2. Lipid-soluble antioxidants. This group of antioxidants is supposed to act as highly efficient scavengers, against lipid peroxyl radical, which is formed within the lipoprotein as a consequence of free radical chain reaction of lipid peroxidation.

3. Water-soluble antioxidants. These antioxidants cannot enter the lipid moiety of low density lipoprotein (LDL); these will be less efficient as these are principally unable to encounter most of these lyophilic radicals.

4. Low molecular weight antioxidants. These are subdivided into lipid-soluble antioxidants (tocopherol, carotenoids, quinones, bilirubin, and some polyphenols) and water-soluble antioxidants (ascorbic acid, uric acid, and polyphenols). These delay or inhibit cellular damage mainly through their free radical scavenging property.

thumbnailFigure 3. Enzymatic pathway for the detoxification of reactive oxygen species.

Synthetic antioxidants

These are the compounds which are synthesized inside the laboratory. It includes butylated hydroxyl anisole, butylated hydroxy toluene, and tertiary butylated hydroxy quinone. These are most effective antioxidants and also come under the category of synthetic chemicals. ROS is a term which encompasses all highly reactive, oxygen-containing molecules, including free radicals. Some of the ROS along with their neutralizing antioxidants are given in Table 1[7-10].

Table 1. Various ROS and corresponding neutralizing antioxidants

Chemistry of the pyrimidine ring

The structure of the pyrimidine ring (Figure 4) is similar to benzene and pyridine. In a pyrimidine ring, as the number of nitrogen atoms increases the ring π electrons become less energetic; electrophilic aromatic substitution gets more difficult, while nucleophilic aromatic substitution resonance stabilization properties of pyrimidine may lead to the addition and ring cleavage reactions rather than substitutions.
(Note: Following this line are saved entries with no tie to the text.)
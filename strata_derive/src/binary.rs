use darling::{FromDeriveInput, FromVariant, ast};
use heck::ToSnakeCase;
use proc_macro::TokenStream;
use quote::{format_ident, quote};
use syn::{DeriveInput, parse_macro_input};

#[derive(Debug, FromDeriveInput)]
#[darling(attributes(operator), supports(enum_unit))]
struct BinaryDeriveInput {
    ident: syn::Ident,
    vis: syn::Visibility,
    data: ast::Data<BinaryVariant, ()>,
    /// Name of the generated filter trait.
    filter: syn::Ident,
}

#[derive(Debug, FromVariant)]
#[darling(attributes(operator))]
struct BinaryVariant {
    ident: syn::Ident,
    #[darling(default)]
    skip: bool,
}

pub fn operator_methods_impl(input: TokenStream) -> TokenStream {
    let input = parse_macro_input!(input as DeriveInput);
    let enum_info = match BinaryDeriveInput::from_derive_input(&input) {
        Ok(v) => v,
        Err(e) => return e.write_errors().into(),
    };

    let enum_name = &enum_info.ident;
    let vis = &enum_info.vis;
    let filter = &enum_info.filter;
    let Some(variants) = enum_info.data.take_enum() else {
        return syn::Error::new_spanned(enum_name, "only enums are supported")
            .to_compile_error()
            .into();
    };

    let methods = variants.iter().filter(|var| !var.skip).map(|var| {
        let var_name = &var.ident;
        let snake = var_name.to_string().to_snake_case();
        let where_fn = format_ident!("where_{}", snake);
        let or_where_fn = format_ident!("or_where_{}", snake);
        let doc = format!("`column {snake} value`, joined with `and`.");
        let or_doc = format!("`column {snake} value`, joined with `or`.");

        quote! {
            #[doc = #doc]
            fn #where_fn<C, I, V>(self, column: C, value: V) -> Self
            where
                C: crate::expr::Operand<Self::Sources, I>,
                V: crate::expr::IntoExpr<C::Value>,
            {
                crate::Filter::where_binary(self, crate::expr::Conjunction::And, column, #enum_name::#var_name, value)
            }

            #[doc = #or_doc]
            fn #or_where_fn<C, I, V>(self, column: C, value: V) -> Self
            where
                C: crate::expr::Operand<Self::Sources, I>,
                V: crate::expr::IntoExpr<C::Value>,
            {
                crate::Filter::where_binary(self, crate::expr::Conjunction::Or, column, #enum_name::#var_name, value)
            }
        }
    });

    quote! {
        /// Comparison shorthands, one pair per operator.
        #vis trait #filter: crate::Filter {
            #(#methods)*
        }

        impl<T: crate::Filter> #filter for T {}
    }
    .into()
}
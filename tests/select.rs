mod common;

use common::*;
use strata::{
    Error, FromRow, Operator, Postgres, QueryResult, Sqlite, Value,
    prelude::*,
};

#[tokio::test]
async fn test_order_by_selection_alias() {
    let (db, driver) = setup(Dialect::Postgres);
    driver.respond(QueryResult::with_rows(vec![row([
        ("id", Value::I32(1)),
        ("fn", Value::String("Jennifer".into())),
    ])]));

    let query = db
        .select_from(person::table)
        .select((person::id, person::first_name.alias("fn")))
        .order_by(person::first_name, Ordering::Desc)
        .order_by("fn", Ordering::Asc);
    assert_eq!(
        r#"select "id", "first_name" as "fn" from "person" order by "first_name" desc, "fn" asc"#,
        query.compile().unwrap().sql
    );

    let rows: Vec<(i32, String)> = query.execute().await.unwrap();
    assert_eq!(vec![(1, "Jennifer".to_owned())], rows);
}

#[test]
fn test_order_by_unknown_selection() {
    let db = Db::<Database>::compile_only(Dialect::Sqlite);
    let err = db
        .select_from(person::table)
        .select(person::first_name.alias("fn"))
        .order_by("first_name", Ordering::Asc)
        .compile()
        .unwrap_err();
    assert!(matches!(err, Error::UnknownSelection(name) if name == "first_name"));
}

#[tokio::test]
async fn test_execute_take_first_or_throw() {
    let (db, driver) = setup(Dialect::Postgres);
    driver.respond(QueryResult::with_rows(vec![jennifer()]));

    let query = db.select_from(person::table).select_all().where_eq(person::id, 1);
    let person: Person = query.execute_take_first_or_throw().await.unwrap();
    assert_eq!(
        Person {
            id: 1,
            first_name: "Jennifer".into(),
            last_name: Some("Aniston".into()),
            gender: Gender::Female,
            age: 30,
            modified_at: None,
        },
        person
    );

    let err = query.execute_take_first_or_throw().await.unwrap_err();
    assert!(err.is_no_result());
    assert!(query.execute_take_first().await.unwrap().is_none());

    let queries = driver.queries();
    assert_eq!(3, queries.len());
    assert_eq!(r#"select * from "person" where "id" = $1"#, queries[0].sql);
    assert_eq!(vec![Value::I32(1)], queries[0].parameters);
}

#[tokio::test]
async fn test_call_with_table_alias() {
    let (db, driver) = setup(Dialect::Sqlite);
    driver.respond(QueryResult::with_rows(vec![row([
        ("species", Value::String("dog".into())),
        ("name", Value::String("Doggo".into())),
    ])]));

    let query = db
        .select_from(pet::table.alias("p"))
        .select(pet::species)
        .call(|qb| qb.select(pet::name));
    let rows: Vec<(Species, String)> = query.execute().await.unwrap();
    assert_eq!(vec![(Species::Dog, "Doggo".to_owned())], rows);
    assert_eq!(
        vec![r#"select "p"."species", "p"."name" from "pet" as "p""#.to_owned()],
        driver.sql()
    );
}

#[tokio::test]
async fn test_select_all_with_join() {
    let (db, driver) = setup(Dialect::Postgres);
    driver.respond(QueryResult::with_rows(vec![jennifer()]));

    let query = db
        .select_from(person::table)
        .select_all()
        .inner_join(pet::table, pet::owner_id, person::id)
        .where_eq(pet::name, "Doggo");
    let owner = query.execute_take_first_or_throw().await.unwrap();
    assert_eq!("Jennifer", owner.first_name);
    assert_eq!(
        vec![r#"select "person".* from "person" inner join "pet" on "pet"."owner_id" = "person"."id" where "pet"."name" = $1"#.to_owned()],
        driver.sql()
    );

    let aliased = db
        .select_from(person::table.alias("p"))
        .select_all()
        .inner_join(pet::table, pet::owner_id, person::id);
    assert_eq!(
        r#"select "p".* from "person" as "p" inner join "pet" on "pet"."owner_id" = "p"."id""#,
        aliased.compile().unwrap().sql
    );
}

#[test]
fn test_joined_rows_keep_same_named_columns() {
    let row = row([("id", Value::I32(2)), ("id", Value::I32(7))]);
    assert_eq!(2, row.len());
    let (person_id, pet_id) = <(i32, i32)>::from_row(row).unwrap();
    assert_eq!((2, 7), (person_id, pet_id));
}

#[test]
fn test_inner_join_qualifies_columns() {
    let db = Db::<Database>::compile_only(Dialect::Postgres);
    let query = db
        .select_from(person::table)
        .inner_join(pet::table, pet::owner_id, person::id)
        .select((person::first_name, pet::name))
        .where_eq(pet::species, Species::Cat)
        .order_by(pet::name, Ordering::Asc);
    let compiled = query.compile().unwrap();
    assert_eq!(
        r#"select "person"."first_name", "pet"."name" from "person" inner join "pet" on "pet"."owner_id" = "person"."id" where "pet"."species" = $1 order by "pet"."name" asc"#,
        compiled.sql
    );
    assert_eq!(vec![Value::String("cat".into())], compiled.parameters);
}

#[test]
fn test_correlated_subquery() {
    let db = Db::<Database>::compile_only(Dialect::Postgres);
    let query = db.select_from(person::table.alias("p"));
    let pets = query
        .expression_builder()
        .select_from(pet::table)
        .where_column(pet::owner_id, Operator::Eq, person::id);
    let query = query.where_exists(pets).select(person::first_name);
    assert_eq!(
        r#"select "p"."first_name" from "person" as "p" where exists (select * from "pet" where "owner_id" = "p"."id")"#,
        query.compile().unwrap().sql
    );
}

#[test]
fn test_filters() {
    let db = Db::<Database>::compile_only(Dialect::MySql);
    let query = db
        .select_from(person::table)
        .select(person::id)
        .where_in(person::gender, [Gender::Male, Gender::Other])
        .where_between(person::age, 18, 65)
        .where_group(|group| {
            group
                .where_like(person::first_name, "J%")
                .or_where_null(person::last_name)
        })
        .where_not_in(person::id, Vec::<i32>::new())
        .for_page(2, 20);
    let compiled = query.compile().unwrap();
    assert_eq!(
        "select `id` from `person` where `gender` in (?, ?) and `age` between ? and ? and (`first_name` like binary ? or `last_name` is null) and 1 = 1 limit 20 offset 20",
        compiled.sql
    );
    assert_eq!(
        vec![
            Value::String("male".into()),
            Value::String("other".into()),
            Value::I32(18),
            Value::I32(65),
            Value::String("J%".into()),
        ],
        compiled.parameters
    );
}

#[test]
fn test_typed_sql_selection() {
    let db = Db::<Database>::compile_only(Dialect::Sqlite);
    let query = db
        .select_from(pet::table)
        .select((pet::owner_id, sql::<i64>("count(*)").alias("total")))
        .group_by(pet::owner_id)
        .order_by("total", Ordering::Desc)
        .limit(3);
    assert_eq!(
        r#"select "owner_id", count(*) as "total" from "pet" group by "owner_id" order by "total" desc limit 3"#,
        query.to_sql::<Sqlite>().unwrap()
    );
    assert_eq!(
        r#"select "owner_id", count(*) as "total" from "pet" group by "owner_id" order by "total" desc limit 3"#,
        query.to_sql::<Postgres>().unwrap()
    );
}

#[test]
fn test_distinct_in_subquery() {
    let db = Db::<Database>::compile_only(Dialect::Postgres);
    let owners = db
        .expression_builder()
        .select_from(pet::table)
        .select(pet::owner_id)
        .distinct();
    let query = db
        .select_from(person::table)
        .select(person::first_name)
        .where_in_query(person::id, owners)
        .where_not_null(person::last_name);
    assert_eq!(
        r#"select "first_name" from "person" where "id" in (select distinct "owner_id" from "pet") and "last_name" is not null"#,
        query.compile().unwrap().sql
    );
}

#[tokio::test]
async fn test_compile_only_cannot_execute() {
    let db = Db::<Database>::compile_only(Dialect::Sqlite);
    let err = db.select_from(book::table).select_all().execute().await.unwrap_err();
    assert!(matches!(err, Error::NoExecutor));
}
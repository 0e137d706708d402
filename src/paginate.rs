use std::fmt::{self, Write};

use crate::{
    dialect::Dialect,
    writer::{FormatContext, FormatWriter},
};

#[derive(Debug, Default, Clone, Copy)]
pub(crate) struct Paginator {
    pub(crate) maybe_limit: Option<u64>,
    pub(crate) maybe_offset: Option<u64>,
}

impl Paginator {
    pub(crate) fn limit(&mut self, limit: u64) {
        self.maybe_limit = Some(limit);
    }

    pub(crate) fn offset(&mut self, offset: u64) {
        self.maybe_offset = Some(offset);
    }

    /// Pages start at 1, page 0 is treated as the first page.
    pub(crate) fn for_page(&mut self, page: u64, per_page: u64) {
        let page = page.max(1);
        self.maybe_limit = Some(per_page);
        self.maybe_offset = Some((page - 1).saturating_mul(per_page));
    }
}

impl FormatWriter for Paginator {
    fn format_writer<W: Write>(&self, context: &mut FormatContext<'_, W>) -> fmt::Result {
        match (self.maybe_limit, self.maybe_offset) {
            (None, None) => Ok(()),
            (Some(limit), None) => write!(context.writer, " limit {limit}"),
            (Some(limit), Some(offset)) => write!(context.writer, " limit {limit} offset {offset}"),
            // mysql and sqlite only accept an offset after a limit
            (None, Some(offset)) => match context.dialect {
                Dialect::Postgres => write!(context.writer, " offset {offset}"),
                Dialect::MySql => write!(context.writer, " limit {} offset {offset}", u64::MAX),
                Dialect::Sqlite => write!(context.writer, " limit -1 offset {offset}"),
            },
        }
    }
}

#[cfg(test)]
mod tests {
    use crate::tests::format_writer;

    use super::*;

    #[test]
    fn test_for_page() {
        let mut paginator = Paginator::default();
        paginator.for_page(3, 15);
        assert_eq!(Some(15), paginator.maybe_limit);
        assert_eq!(Some(30), paginator.maybe_offset);
        paginator.for_page(0, 10);
        assert_eq!(Some(0), paginator.maybe_offset);
    }

    #[test]
    fn test_offset_without_limit() {
        let mut paginator = Paginator::default();
        paginator.offset(5);
        assert_eq!(" offset 5", format_writer(paginator, Dialect::Postgres));
        assert_eq!(" limit -1 offset 5", format_writer(paginator, Dialect::Sqlite));
        assert_eq!(
            " limit 18446744073709551615 offset 5",
            format_writer(paginator, Dialect::MySql)
        );
    }
}
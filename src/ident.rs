use std::{borrow::Cow, fmt, sync::Arc};

use smol_str::SmolStr;

use crate::writer::{FormatContext, FormatWriter};

/// A quoted sql identifier, such as a table alias or a cte name.
#[derive(Debug, Default, Clone, Hash, PartialEq, Eq, PartialOrd, Ord)]
pub struct Ident(SmolStr);

impl Ident {
    #[inline]
    pub fn new<T>(value: T) -> Self
    where
        T: Into<SmolStr>,
    {
        Self(value.into())
    }

    #[inline]
    pub fn new_static(value: &'static str) -> Self {
        Self(SmolStr::new_static(value))
    }

    #[inline]
    pub fn as_str(&self) -> &str {
        self.0.as_str()
    }
}

impl fmt::Display for Ident {
    fn fmt(&self, f: &mut fmt::Formatter<'_>) -> fmt::Result {
        f.write_str(self.as_str())
    }
}

impl FormatWriter for Ident {
    fn format_writer<W: fmt::Write>(&self, context: &mut FormatContext<'_, W>) -> fmt::Result {
        context.write_table(self.as_str())
    }
}

pub trait IntoIdent {
    fn into_ident(self) -> Ident;
}

impl IntoIdent for Ident {
    fn into_ident(self) -> Ident {
        self
    }
}

impl IntoIdent for char {
    fn into_ident(self) -> Ident {
        Ident::new(smol_str::format_smolstr!("{}", self))
    }
}

impl IntoIdent for &str {
    #[inline]
    fn into_ident(self) -> Ident {
        Ident::new(self)
    }
}

impl IntoIdent for &String {
    #[inline]
    fn into_ident(self) -> Ident {
        Ident::new(self)
    }
}

impl IntoIdent for String {
    #[inline(always)]
    fn into_ident(self) -> Ident {
        Ident::new(self)
    }
}

impl IntoIdent for Box<str> {
    #[inline]
    fn into_ident(self) -> Ident {
        Ident::new(self)
    }
}

impl IntoIdent for Arc<str> {
    #[inline]
    fn into_ident(self) -> Ident {
        Ident::new(self)
    }
}

impl IntoIdent for Cow<'_, str> {
    #[inline]
    fn into_ident(self) -> Ident {
        Ident::new(self)
    }
}

impl IntoIdent for SmolStr {
    #[inline(always)]
    fn into_ident(self) -> Ident {
        Ident::new(self)
    }
}

#[cfg(test)]
mod tests {
    use crate::{dialect::Dialect, tests::format_writer};

    use super::*;

    #[test]
    fn test_format_ident_simple() {
        let ident = Ident::new_static("users");
        let ident = format_writer(ident, Dialect::Postgres);
        assert_eq!("\"users\"", ident);
        let ident = Ident::new_static("users");
        let ident = format_writer(ident, Dialect::MySql);
        assert_eq!("`users`", ident)
    }

    #[test]
    fn test_format_writer_spaces() {
        let ident = Ident::new_static("an sql table");
        let ident = format_writer(ident, Dialect::Postgres);
        assert_eq!("\"an sql table\"", ident);
    }

    #[test]
    fn test_format_writer_quote() {
        let ident = Ident::new_static("us\"ers");
        let ident = format_writer(ident, Dialect::Postgres);
        assert_eq!("\"us\"\"ers\"", ident);
        let ident = Ident::new_static("us`ers");
        let ident = format_writer(ident, Dialect::Postgres);
        assert_eq!("\"us`ers\"", ident);
        let ident = Ident::new_static("us`ers");
        let ident = format_writer(ident, Dialect::MySql);
        assert_eq!("`us``ers`", ident);
    }

    #[test]
    fn test_format_writer_dot() {
        let ident = Ident::new_static("x.y");
        let ident = format_writer(ident, Dialect::Postgres);
        assert_eq!("\"x\".\"y\"", ident);
        let ident = Ident::new_static("x.y");
        let ident = format_writer(ident, Dialect::MySql);
        assert_eq!("`x`.`y`", ident);
    }

    #[test]
    fn test_into_ident() {
        assert_eq!(Ident::new_static("p"), 'p'.into_ident());
        assert_eq!(Ident::new_static("fn"), String::from("fn").into_ident());
        assert_eq!("fn", "fn".into_ident().to_string());
    }
}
thumbnailFigure 4. Basic unit of body building material.

Leading compound as antioxidant templates

Kumar et al. synthesized a novel series of 4,6-bisaryl-pyrimidin-2-amine derivative. All the synthesized compounds were evaluated for their antioxidant activity by nitric oxide and hydrogen peroxide free radical scavenging method using ascorbic acid as a standard drug. Among these synthesized derivatives, compound 5d by nitric oxide free radical scavenging method and compound 5e (Figure 5) by hydrogen peroxide free radical scavenging method show potent antioxidant activity as compare with the standard drug due to the presence of -Cl and -Br as the electron withdrawing group at positions R1and R2. IC50 values of the compounds are 0.019 and 0.020 mol/lit, respectively [11].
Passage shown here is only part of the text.